Just compare the bold assertiveness of the Girl Power generation with the poor-me passivity of a group of contemporary women I call Generation Geisha. They are women who claim that their emotional, social, sexual and professional lives have been devoted to the service of men.
The Germaine Greer of Generation Geisha is the bestselling Italian novelist Elena Ferrante. Writing in the Guardian, Ferrante claims that all aspects of a woman’s life have been ‘codified in terms of male needs… We have to be women according to roles and modalities that make men happy’. Consequently, ‘for the sake of peace and quiet, we suffocate ourselves’.

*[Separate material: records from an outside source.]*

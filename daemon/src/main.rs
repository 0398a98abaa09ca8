//! Entry point of the `nodeagent` binary.

use clap::Parser as _;
use eyre::Result;
use nodeagent_daemon::{cli::Cli, inner_main};

#[tokio::main]
async fn main() -> Result<()> {
    inner_main(Cli::parse()).await
}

This servitude to men’s sensitivity means that geisha women will endure a date with a man who bores them because they don’t want to hurt his feelings and they will sleep with a man because he might be sensitive to sexual rejection. For Generation Geisha, a man’s feelings always come first because women are made this way by male expectations. So the Generation Geisha women stay silent and keep smiling.
Or they did until very recently. #MeToo and Time’s Up have emboldened these silent women to speak up, or so claims Nigella Lawson. She admits to having been groomed by her upbringing for geisha-hood. ‘Women of my generation were always encouraged to make men feel good about themselves… we were always told we mustn’t make a man feel bad about anything.’

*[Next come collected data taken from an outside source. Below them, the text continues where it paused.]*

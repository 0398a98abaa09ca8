//! One request, one connection: write the request line, read until the boss
//! closes.

use core::{net::SocketAddr, time::Duration};

use nodeagent_common::Request;
use tokio::{
    io::{AsyncReadExt as _, AsyncWriteExt as _},
    net::TcpStream,
    time::timeout,
};
use tracing::trace;

use crate::error::{ProtocolError, TransportError};

/// Responses larger than this are rejected by [`lines`].
pub const MAX_RESPONSE_BYTES: u64 = 4 * 1024 * 1024;

/// Send `request` to `addr` and return the raw response.
///
/// The whole exchange, connecting included, is bounded by `limit`.
///
/// # Errors
///
/// Returns a [`TransportError`] if the exchange fails or times out.
pub async fn exchange(
    addr: SocketAddr,
    request: &Request,
    limit: Duration,
) -> Result<Vec<u8>, TransportError> {
    let command = request.command().to_owned();
    let io = |source| TransportError::Io {
        command: command.clone(),
        source,
    };

    let exchange = async {
        let mut stream = TcpStream::connect(addr)
            .await
            .map_err(|source| TransportError::Connect {
                addr: addr.to_string(),
                source,
            })?;
        stream.write_all(&request.encode()).await.map_err(io)?;
        stream.flush().await.map_err(io)?;

        // One byte past the limit tells an oversized response from a full one.
        let mut response = Vec::new();
        stream
            .take(MAX_RESPONSE_BYTES + 1)
            .read_to_end(&mut response)
            .await
            .map_err(io)?;
        Ok(response)
    };

    let response = timeout(limit, exchange)
        .await
        .map_err(|_| TransportError::Timeout {
            addr: addr.to_string(),
            command: command.clone(),
        })??;
    trace!(%addr, %command, bytes = response.len(), "Received response");
    Ok(response)
}

/// Split a response into trimmed, non-empty lines.
///
/// # Errors
///
/// Returns [`ProtocolError::TooLarge`] if the response went past
/// [`MAX_RESPONSE_BYTES`], or [`ProtocolError::InvalidUtf8`] if it is not UTF-8.
pub fn lines(command: &str, response: &[u8]) -> Result<Vec<String>, ProtocolError> {
    lines_within(command, response, MAX_RESPONSE_BYTES)
}

fn lines_within(command: &str, response: &[u8], limit: u64) -> Result<Vec<String>, ProtocolError> {
    if !u64::try_from(response.len()).is_ok_and(|len| len <= limit) {
        return Err(ProtocolError::TooLarge {
            command: command.to_owned(),
            limit,
        });
    }
    let text = core::str::from_utf8(response).map_err(|_| ProtocolError::InvalidUtf8 {
        command: command.to_owned(),
    })?;
    Ok(text
        .lines()
        .map(str::trim)
        .filter(|l| !l.is_empty())
        .map(str::to_owned)
        .collect())
}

I first heard the voice of Generation Geisha in that now-famous New Yorker short story by Kristen Roupenian called ‘Cat Person’, which went viral in December last year. Its protagonist is Margot, a white, 20-year-old college student who begins dating an older man called Robert. One evening they’re on the brink of having sex, but Margot doesn’t really want to do it with Robert for all sorts of reasons: he’s too fat, he’s a bad kisser and he’s a bit boring. But she worries that he might think she’s ‘spoilt’ and/or ‘capricious’ — so Margot goes through with it.
The reason Roupenian’s short story went viral — which was unheard of for a short story in the New Yorker — is that so many female readers had experienced that same Margot moment. They, too, had opted not to be mean to their very own version of the older fat guy who was a bad kisser, and regretted it the morning after.

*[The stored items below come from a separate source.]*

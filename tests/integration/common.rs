//! Common utilities for integration tests.
//!
//! Spawning the agent binary, a fake boss speaking the control protocol and
//! polling helpers.

use std::{
    collections::BTreeMap,
    net::SocketAddr,
    path::Path,
    process::{Child, Command, ExitStatus, Stdio},
    sync::{Arc, Mutex},
    time::{Duration, Instant},
};

use tokio::{
    io::{AsyncReadExt as _, AsyncWriteExt as _},
    net::TcpListener,
    task::JoinHandle,
};

/// Guard that kills and waits on a child process when dropped.
pub struct KillOnDrop(pub Child);

impl Drop for KillOnDrop {
    fn drop(&mut self) {
        drop(self.0.kill());
        drop(self.0.wait());
    }
}

fn get_agent_bin() -> &'static str {
    env!("CARGO_BIN_EXE_nodeagent")
}

/// Spawn the agent with `config_path`.
pub fn spawn_agent(config_path: &Path) -> Child {
    Command::new(get_agent_bin())
        .args(["--config", config_path.to_str().unwrap()])
        .env("NODEAGENT_INTEGRATION_TEST", "1")
        .env_remove("BOSSNODE")
        .stdout(Stdio::null())
        .stderr(Stdio::null())
        .spawn()
        .expect("failed to start nodeagent")
}

/// Write `config_toml` into `dir` and return its path.
pub fn write_config(dir: &Path, config_toml: &str) -> std::path::PathBuf {
    let path = dir.join("nodeagent.toml");
    std::fs::write(&path, config_toml).expect("failed to write config");
    path
}

/// Poll the child until it exits or `timeout` passes.
pub async fn wait_for_exit(child: &mut Child, timeout: Duration) -> ExitStatus {
    let start = Instant::now();
    loop {
        if let Some(status) = child.try_wait().expect("failed to wait on child") {
            return status;
        }
        if start.elapsed() > timeout {
            panic!("agent did not exit within {timeout:?}");
        }
        tokio::time::sleep(Duration::from_millis(50)).await;
    }
}

/// Send SIGTERM to the child.
pub fn terminate(child: &Child) {
    let status = Command::new("kill")
        .args(["-TERM", &child.id().to_string()])
        .status()
        .expect("failed to run kill");
    assert!(status.success(), "kill failed");
}

#[derive(Default)]
struct Script {
    responses: BTreeMap<String, String>,
    requests: Vec<String>,
}

/// Boss stand-in: answers each command with a canned body and records the
/// requests (without the `VERSION=` prefix).
pub struct FakeBoss {
    pub addr: SocketAddr,
    script: Arc<Mutex<Script>>,
    task: JoinHandle<()>,
}

impl FakeBoss {
    pub async fn start(responses: &[(&str, &str)]) -> Self {
        let listener = TcpListener::bind("127.0.0.1:0").await.unwrap();
        let addr = listener.local_addr().unwrap();
        let script = Arc::new(Mutex::new(Script {
            responses: responses
                .iter()
                .map(|&(command, body)| (command.to_owned(), body.to_owned()))
                .collect(),
            requests: Vec::new(),
        }));
        let task = tokio::spawn({
            let script = Arc::clone(&script);
            async move {
                while let Ok((mut socket, _)) = listener.accept().await {
                    let mut buf = vec![0_u8; 4096];
                    // Discovery connects without sending anything.
                    let n = match socket.read(&mut buf).await {
                        Ok(0) | Err(_) => continue,
                        Ok(n) => n,
                    };
                    let raw = String::from_utf8_lossy(&buf[..n]);
                    let request = raw
                        .trim()
                        .split_once(' ')
                        .map_or_else(|| raw.trim().to_owned(), |(_, rest)| rest.to_owned());
                    let command = request.split(' ').next().unwrap_or_default().to_owned();
                    let body = {
                        let mut script = script.lock().unwrap();
                        script.requests.push(request);
                        script.responses.get(&command).cloned().unwrap_or_default()
                    };
                    drop(socket.write_all(body.as_bytes()).await);
                }
            }
        });
        Self { addr, script, task }
    }

    pub fn requests(&self) -> Vec<String> {
        self.script.lock().unwrap().requests.clone()
    }

    /// Wait until `request` arrived or `timeout` passes.
    pub async fn wait_for(&self, request: &str, timeout: Duration) -> bool {
        let start = Instant::now();
        while start.elapsed() < timeout {
            if self.requests().iter().any(|r| r == request) {
                return true;
            }
            tokio::time::sleep(Duration::from_millis(50)).await;
        }
        false
    }
}

impl Drop for FakeBoss {
    fn drop(&mut self) {
        self.task.abort();
    }
}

Speaking as an older, former bad-kissing fat guy, I can’t but help wonder: where the hell are all these silent, suffocating women who are so sensitive and caring about men’s feelings that they’d rather shag than shun them? Over years of dating and dozens of one-night stands, I’ve never met one of these women; or at least I don’t think I have.
Hmmm. Let me see. I don’t think it was the woman who right in the middle of sex said to me, ‘Please get off me. You’re sweating too much and you smell of Gaviscon.’ And I’m pretty certain it wasn’t the drunk woman who told me, ‘Cosmo, you’re a really bad kisser’, and as she walked away, turned and shouted, ‘Oh, and your ex-wife Julie Burchill is a ten times better writer than you are.’ (Cheers for that one, Debbie.) I could go on and on.
But I’m not complaining. On the contrary, I prefer the honest, upfront kick in the balls from a Girl Power kind of woman than the passive-aggressiveness of today’s Geisha Generation, who just want to suffer in silence and stew in victimhood. A perfect example of this type is a young friend of Ferrante’s, who the author says was so worried about upsetting men that she ‘trained herself not to be too beautiful, too intelligent, too considerate, too independent, too generous, too aggressive, too nice’.
What decade is this woman from — the 1950s? If Ferrante is right about the servile male-centric lives of contemporary women, then we would have a divorce-free world full of Stepford Wives. Whatever happened to female agency and autonomy? For the past two decades we’ve heard constantly about female empowerment, so how is it that these women have ended up feeling so powerless?
The claims of Generation Geisha force us to ask the question: has feminism been a total failure? Ferrante says that ‘after a century of feminism we can’t fully be our selves’. That sounds like an admission of defeat. Maybe we really do need to bring back the Spice Girls after all.